We consider the initial and boundary value problem for the heat equation in a bounded interval $[0, \ell]$ with homogenous Neumann boundary conditions and $k=1$, and we suppose that the initial value $\phi$ is piecewise continuously differentiable and that $\phi'(0)=\phi'(\ell)=0$. I want to show that for the solution holds the following inequality.

$$|u(x,t)-\frac{1}{\ell} \int_0^{\ell} \phi(x) dx| \leq C e^{-\left( \frac{\pi}{\ell}\right)^2 t}, 0 \leq x \leq \ell, t \geq 1$$

where $C$ is a constant that depends on the quantity $\int_0^{\ell} [\phi(x)]^2 dx$.

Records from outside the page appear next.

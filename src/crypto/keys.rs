//! Key management for secp256k1
//!
//! Provides secret key generation, public key derivation, SEC encoding,
//! and the [`KeyPair`] type used to sign transaction inputs.

use std::fmt;

use rand::rngs::OsRng;
use rand::{CryptoRng, RngCore};
use thiserror::Error;

use super::address::{public_key_to_address, Network};
use super::curve::{Point, CURVE_B, GENERATOR};
use super::ecdsa::{self, Signature, SignatureError};
use super::field::{FieldElement, Scalar};
use super::hash::hash160;
use super::uint::U256;

/// Errors that can occur during key operations
#[derive(Error, Debug, Clone, PartialEq, Eq)]
pub enum KeyError {
    #[error("Secret key is outside the valid range [1, n)")]
    OutOfRange,
    #[error("Invalid private key")]
    InvalidPrivateKey,
    #[error("Invalid public key")]
    InvalidPublicKey,
}

/// A secret scalar in `[1, n)`
#[derive(Clone, Copy, PartialEq, Eq)]
pub struct SecretKey(Scalar);

impl SecretKey {
    pub fn from_scalar(scalar: Scalar) -> Result<Self, KeyError> {
        if scalar.is_zero() {
            return Err(KeyError::OutOfRange);
        }
        Ok(SecretKey(scalar))
    }

    /// Parse a 32-byte big-endian secret, rejecting values outside `[1, n)`
    pub fn from_be_bytes(bytes: &[u8; 32]) -> Result<Self, KeyError> {
        let scalar =
            Scalar::from_canonical(U256::from_be_bytes(bytes)).ok_or(KeyError::OutOfRange)?;
        Self::from_scalar(scalar)
    }

    pub fn scalar(&self) -> &Scalar {
        &self.0
    }

    pub fn to_be_bytes(&self) -> [u8; 32] {
        self.0.to_be_bytes()
    }
}

impl fmt::Debug for SecretKey {
    fn fmt(&self, f: &mut fmt::Formatter<'_>) -> fmt::Result {
        f.write_str("SecretKey(<redacted>)")
    }
}

/// Draw a secret key from `rng`, redrawing until the value lies in `[1, n)`
pub fn generate_secret_key<R: RngCore + CryptoRng>(rng: &mut R) -> SecretKey {
    loop {
        let mut bytes = [0u8; 32];
        rng.fill_bytes(&mut bytes);
        if let Ok(key) = SecretKey::from_be_bytes(&bytes) {
            return key;
        }
    }
}

/// Derive a secret key from caller-supplied bytes read as a big-endian
/// integer.
///
/// Meant for reproducible tests; never use it for keys that hold funds.
/// Fails instead of retrying when the value is outside `[1, n)`.
pub fn secret_key_from_entropy(entropy: &[u8]) -> Result<SecretKey, KeyError> {
    let value = U256::from_be_slice(entropy).ok_or(KeyError::OutOfRange)?;
    let scalar = Scalar::from_canonical(value).ok_or(KeyError::OutOfRange)?;
    SecretKey::from_scalar(scalar)
}

/// A public key: a curve point other than the identity
#[derive(Debug, Clone, Copy, PartialEq, Eq, Hash)]
pub struct PublicKey {
    x: FieldElement,
    y: FieldElement,
}

impl PublicKey {
    pub fn from_secret_key(secret_key: &SecretKey) -> Self {
        match GENERATOR.mul_scalar(secret_key.scalar()) {
            Point::Affine { x, y } => PublicKey { x, y },
            // d·G is never the identity for 0 < d < n
            Point::Infinity => unreachable!("secret key outside [1, n)"),
        }
    }

    pub fn from_point(point: Point) -> Result<Self, KeyError> {
        match point {
            Point::Affine { x, y } if point.is_on_curve() => Ok(PublicKey { x, y }),
            _ => Err(KeyError::InvalidPublicKey),
        }
    }

    pub fn point(&self) -> Point {
        Point::Affine {
            x: self.x,
            y: self.y,
        }
    }

    /// SEC encoding: 33 bytes compressed or 65 bytes uncompressed
    pub fn to_sec(&self, compressed: bool) -> Vec<u8> {
        if compressed {
            // y is recoverable from x up to sign; the prefix records its parity
            let prefix = if self.y.is_odd() { 0x03 } else { 0x02 };
            let mut out = Vec::with_capacity(33);
            out.push(prefix);
            out.extend_from_slice(&self.x.to_be_bytes());
            out
        } else {
            let mut out = Vec::with_capacity(65);
            out.push(0x04);
            out.extend_from_slice(&self.x.to_be_bytes());
            out.extend_from_slice(&self.y.to_be_bytes());
            out
        }
    }

    /// Parse a SEC-encoded public key (compressed or uncompressed)
    pub fn from_sec(bytes: &[u8]) -> Result<Self, KeyError> {
        match (bytes.first(), bytes.len()) {
            (Some(0x04), 65) => {
                let x = field_from_slice(&bytes[1..33])?;
                let y = field_from_slice(&bytes[33..65])?;
                let point = Point::new(x, y).map_err(|_| KeyError::InvalidPublicKey)?;
                Self::from_point(point)
            }
            (Some(&prefix @ (0x02 | 0x03)), 33) => {
                let x = field_from_slice(&bytes[1..33])?;
                let rhs = x.square() * x + FieldElement::from_u64(CURVE_B);
                let mut y = rhs.sqrt().ok_or(KeyError::InvalidPublicKey)?;
                if y.is_odd() != (prefix == 0x03) {
                    y = -y;
                }
                Ok(PublicKey { x, y })
            }
            _ => Err(KeyError::InvalidPublicKey),
        }
    }

    pub fn to_hex(&self, compressed: bool) -> String {
        hex::encode(self.to_sec(compressed))
    }

    /// HASH160 of the SEC encoding
    pub fn hash160(&self, compressed: bool) -> [u8; 20] {
        hash160(&self.to_sec(compressed))
    }

    /// Base58Check pay-to-public-key-hash address
    pub fn address(&self, network: Network, compressed: bool) -> String {
        public_key_to_address(self, network, compressed)
    }

    pub fn verify(&self, digest: &[u8; 32], signature: &Signature) -> bool {
        ecdsa::verify(digest, signature, self)
    }
}

fn field_from_slice(bytes: &[u8]) -> Result<FieldElement, KeyError> {
    let mut word = [0u8; 32];
    word.copy_from_slice(bytes);
    FieldElement::from_canonical(U256::from_be_bytes(&word)).ok_or(KeyError::InvalidPublicKey)
}

/// Parse a public key from a hex string
pub fn public_key_from_hex(hex_key: &str) -> Result<PublicKey, KeyError> {
    let bytes = hex::decode(hex_key).map_err(|_| KeyError::InvalidPublicKey)?;
    PublicKey::from_sec(&bytes)
}

/// A key pair consisting of a secret key and its corresponding public key
#[derive(Debug, Clone)]
pub struct KeyPair {
    secret_key: SecretKey,
    public_key: PublicKey,
}

impl KeyPair {
    /// Generate a new random key pair from the operating system RNG
    pub fn generate() -> Self {
        Self::generate_with(&mut OsRng)
    }

    /// Generate a key pair from the supplied randomness source
    pub fn generate_with<R: RngCore + CryptoRng>(rng: &mut R) -> Self {
        Self::from_secret_key(generate_secret_key(rng))
    }

    /// Deterministic key pair from caller-supplied entropy (tests only)
    pub fn from_entropy(entropy: &[u8]) -> Result<Self, KeyError> {
        Ok(Self::from_secret_key(secret_key_from_entropy(entropy)?))
    }

    /// Create a key pair from an existing secret key
    pub fn from_secret_key(secret_key: SecretKey) -> Self {
        let public_key = PublicKey::from_secret_key(&secret_key);
        Self {
            secret_key,
            public_key,
        }
    }

    /// Create a key pair from a hex-encoded private key
    pub fn from_private_key_hex(hex_key: &str) -> Result<Self, KeyError> {
        let bytes = hex::decode(hex_key).map_err(|_| KeyError::InvalidPrivateKey)?;
        let bytes: [u8; 32] = bytes
            .try_into()
            .map_err(|_| KeyError::InvalidPrivateKey)?;
        Ok(Self::from_secret_key(SecretKey::from_be_bytes(&bytes)?))
    }

    pub fn secret_key(&self) -> &SecretKey {
        &self.secret_key
    }

    pub fn public_key(&self) -> &PublicKey {
        &self.public_key
    }

    /// Get the private key as a hex string
    pub fn private_key_hex(&self) -> String {
        hex::encode(self.secret_key.to_be_bytes())
    }

    /// Get the public key as a hex string (compressed format)
    pub fn public_key_hex(&self) -> String {
        self.public_key.to_hex(true)
    }

    /// Generate a Base58Check address for the public key
    pub fn address(&self, network: Network, compressed: bool) -> String {
        self.public_key.address(network, compressed)
    }

    /// Sign a 32-byte message digest with a deterministic nonce
    pub fn sign(&self, digest: &[u8; 32]) -> Result<Signature, SignatureError> {
        ecdsa::sign(digest, &self.secret_key)
    }

    /// Verify a signature against this key pair's public key
    pub fn verify(&self, digest: &[u8; 32], signature: &Signature) -> bool {
        self.public_key.verify(digest, signature)
    }
}

#[cfg(test)]
mod tests {
    use super::*;
    use crate::crypto::sha256;
    use rand::rngs::StdRng;
    use rand::SeedableRng;

    /// Yields all-0xff blocks (above n) a few times before real bytes
    struct StubbornRng {
        rejects_left: usize,
        draws: usize,
    }

    impl RngCore for StubbornRng {
        fn next_u32(&mut self) -> u32 {
            self.next_u64() as u32
        }

        fn next_u64(&mut self) -> u64 {
            let mut bytes = [0u8; 8];
            self.fill_bytes(&mut bytes);
            u64::from_le_bytes(bytes)
        }

        fn fill_bytes(&mut self, dest: &mut [u8]) {
            self.draws += 1;
            let byte = if self.rejects_left > 0 {
                self.rejects_left -= 1;
                0xff
            } else {
                0x42
            };
            dest.iter_mut().for_each(|b| *b = byte);
        }

        fn try_fill_bytes(&mut self, dest: &mut [u8]) -> Result<(), rand::Error> {
            self.fill_bytes(dest);
            Ok(())
        }
    }

    impl CryptoRng for StubbornRng {}

    #[test]
    fn test_key_pair_generation() {
        let kp = KeyPair::generate();
        assert_eq!(kp.private_key_hex().len(), 64);
        assert_eq!(kp.public_key_hex().len(), 66);
        assert!(kp.public_key().point().is_on_curve());
    }

    #[test]
    fn test_generate_with_seeded_rng_is_reproducible() {
        let a = KeyPair::generate_with(&mut StdRng::seed_from_u64(7));
        let b = KeyPair::generate_with(&mut StdRng::seed_from_u64(7));
        let c = KeyPair::generate_with(&mut StdRng::seed_from_u64(8));
        assert_eq!(a.public_key(), b.public_key());
        assert_ne!(a.public_key(), c.public_key());
    }

    #[test]
    fn test_generation_redraws_out_of_range_values() {
        let mut rng = StubbornRng {
            rejects_left: 3,
            draws: 0,
        };
        let key = generate_secret_key(&mut rng);
        assert_eq!(rng.draws, 4);
        assert_eq!(key.to_be_bytes(), [0x42; 32]);
    }

    #[test]
    fn test_entropy_derivation() {
        let key = secret_key_from_entropy(b"mini-bitcoin test key").unwrap();
        let public_key = PublicKey::from_secret_key(&key);
        assert_eq!(
            public_key.to_hex(true),
            "034bfacf13412e365155e1f84815782abc08e36707b279011a9acb7f4fd5dee467"
        );
    }

    #[test]
    fn test_entropy_out_of_range_is_an_error() {
        assert_eq!(
            secret_key_from_entropy(&[0u8; 32]).unwrap_err(),
            KeyError::OutOfRange
        );
        assert_eq!(
            secret_key_from_entropy(&[0xffu8; 32]).unwrap_err(),
            KeyError::OutOfRange
        );
        assert_eq!(
            secret_key_from_entropy(&[0x01u8; 33]).unwrap_err(),
            KeyError::OutOfRange
        );
        assert!(KeyPair::from_entropy(&[0u8; 4]).is_err());
    }

    #[test]
    fn test_sign_and_verify() {
        let kp = KeyPair::generate();
        let digest = sha256(b"Hello, blockchain!");

        let signature = kp.sign(&digest).unwrap();
        assert!(kp.verify(&digest, &signature));

        let other = sha256(b"Hello, blockchain?");
        assert!(!kp.verify(&other, &signature));
    }

    #[test]
    fn test_key_pair_from_hex() {
        let kp1 = KeyPair::generate();
        let private_hex = kp1.private_key_hex();

        let kp2 = KeyPair::from_private_key_hex(&private_hex).unwrap();
        assert_eq!(kp1.public_key_hex(), kp2.public_key_hex());
        assert_eq!(
            kp1.address(Network::Main, true),
            kp2.address(Network::Main, true)
        );

        assert_eq!(
            KeyPair::from_private_key_hex("abcd").unwrap_err(),
            KeyError::InvalidPrivateKey
        );
        assert_eq!(
            KeyPair::from_private_key_hex(&"00".repeat(32)).unwrap_err(),
            KeyError::OutOfRange
        );
    }

    #[test]
    fn test_address_format() {
        let kp = KeyPair::generate();
        // Mainnet P2PKH addresses start with 1, testnet with m or n
        assert!(kp.address(Network::Main, true).starts_with('1'));
        let testnet = kp.address(Network::Test, false);
        assert!(testnet.starts_with('m') || testnet.starts_with('n'));
    }

    #[test]
    fn test_sec_encoding_of_generator() {
        let one = KeyPair::from_entropy(&[1]).unwrap();
        assert_eq!(
            one.public_key().to_hex(true),
            "0279be667ef9dcbbac55a06295ce870b07029bfcdb2dce28d959f2815b16f81798"
        );
        assert_eq!(
            one.public_key().to_hex(false),
            "0479be667ef9dcbbac55a06295ce870b07029bfcdb2dce28d959f2815b16f81798\
             483ada7726a3c4655da4fbfc0e1108a8fd17b448a68554199c47d08ffb10d4b8"
        );
    }

    #[test]
    fn test_sec_round_trip() {
        let mut rng = StdRng::seed_from_u64(42);
        for _ in 0..4 {
            let kp = KeyPair::generate_with(&mut rng);
            for compressed in [true, false] {
                let sec = kp.public_key().to_sec(compressed);
                assert_eq!(sec.len(), if compressed { 33 } else { 65 });
                assert_eq!(&PublicKey::from_sec(&sec).unwrap(), kp.public_key());
            }
        }
    }

    #[test]
    fn test_from_sec_rejects_malformed_keys() {
        let good = KeyPair::generate().public_key().to_sec(false);

        let mut bad_prefix = good.clone();
        bad_prefix[0] = 0x05;
        assert!(PublicKey::from_sec(&bad_prefix).is_err());

        let mut off_curve = good.clone();
        off_curve[64] ^= 0x01;
        assert!(PublicKey::from_sec(&off_curve).is_err());

        assert!(PublicKey::from_sec(&good[..33]).is_err());
        assert!(PublicKey::from_sec(&[]).is_err());
        assert!(public_key_from_hex("zz").is_err());
    }

    #[test]
    fn test_matches_libsecp256k1_public_keys() {
        let secp = secp256k1::Secp256k1::new();
        let mut rng = StdRng::seed_from_u64(1234);
        for _ in 0..4 {
            let kp = KeyPair::generate_with(&mut rng);
            let sk = secp256k1::SecretKey::from_slice(&kp.secret_key().to_be_bytes()).unwrap();
            let pk = secp256k1::PublicKey::from_secret_key(&secp, &sk);
            assert_eq!(kp.public_key().to_sec(true), pk.serialize().to_vec());
            assert_eq!(
                kp.public_key().to_sec(false),
                pk.serialize_uncompressed().to_vec()
            );
        }
    }

    #[test]
    fn test_secret_key_debug_is_redacted() {
        let kp = KeyPair::generate();
        let debug = format!("{:?}", kp);
        assert!(debug.contains("<redacted>"));
        assert!(!debug.contains(&kp.private_key_hex()));
    }
}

I have done the following.

Our initial and boundary value problem is the following:

$\left\{\begin{matrix}
u_t=u_{xx}, & 0<x<\ell,t>0,\\
u_x(0,t)=u_x(\ell,t)=0, & t \geq 0,\\
u(x,0)=\phi(x), & 0 \leq x \leq \ell
\end{matrix}\right.$

We know that the solution of the problem is

$$u(x,t)=\frac{a_0}{2}+ \sum_{n=1}^{\infty} a_n e^{-\left( \frac{n \pi}{\ell}\right)^2 t} \cos{\left( \frac{n \pi x}{\ell}\right)}$$

with $a_n=\frac{2}{\ell} \int_0^{\ell} \phi(x) \cos{\left( \frac{n \pi x}{\ell}\right)}dx$ and $\phi(x)=\frac{a_0}{2}+\sum_{n=1}^{\infty} a_n \cos{\left( \frac{n \pi x}{\ell}\right)}$.


I have shown that


$$\left| u(x,t)-\frac{1}{\ell} \int_0^{\ell} \phi(x) dx\right| \leq e^{-\left( \frac{\pi}{\ell}\right)^2 t} \left( \frac{2}{\ell} \int_0^{\ell} \phi^2(x) dx\right)^{\frac{1}{2}} \left( \sum_{n=1}^{\infty} e^{-2 \left( \frac{\pi}{\ell}\right)^2 (n^2-1)}\right)^{\frac{1}{2}}$$


How can we show that $\int_0^{\ell} \phi^2(x) dx<+\infty$ given the information that $\phi'(0)=\phi'(\ell)=0$ and not that $\phi(0)=\phi(\ell)=0$ ?
 

Klaas van Aarsen

MHB Seeker
Staff member
Mar 5, 2012
9,416
We consider the initial and boundary value problem for the heat equation in a bounded interval $[0, \ell]$ with homogenous Neumann boundary conditions and $k=1$, and we suppose that the initial value $\phi$ is piecewise continuously differentiable and that $\phi'(0)=\phi'(\ell)=0$.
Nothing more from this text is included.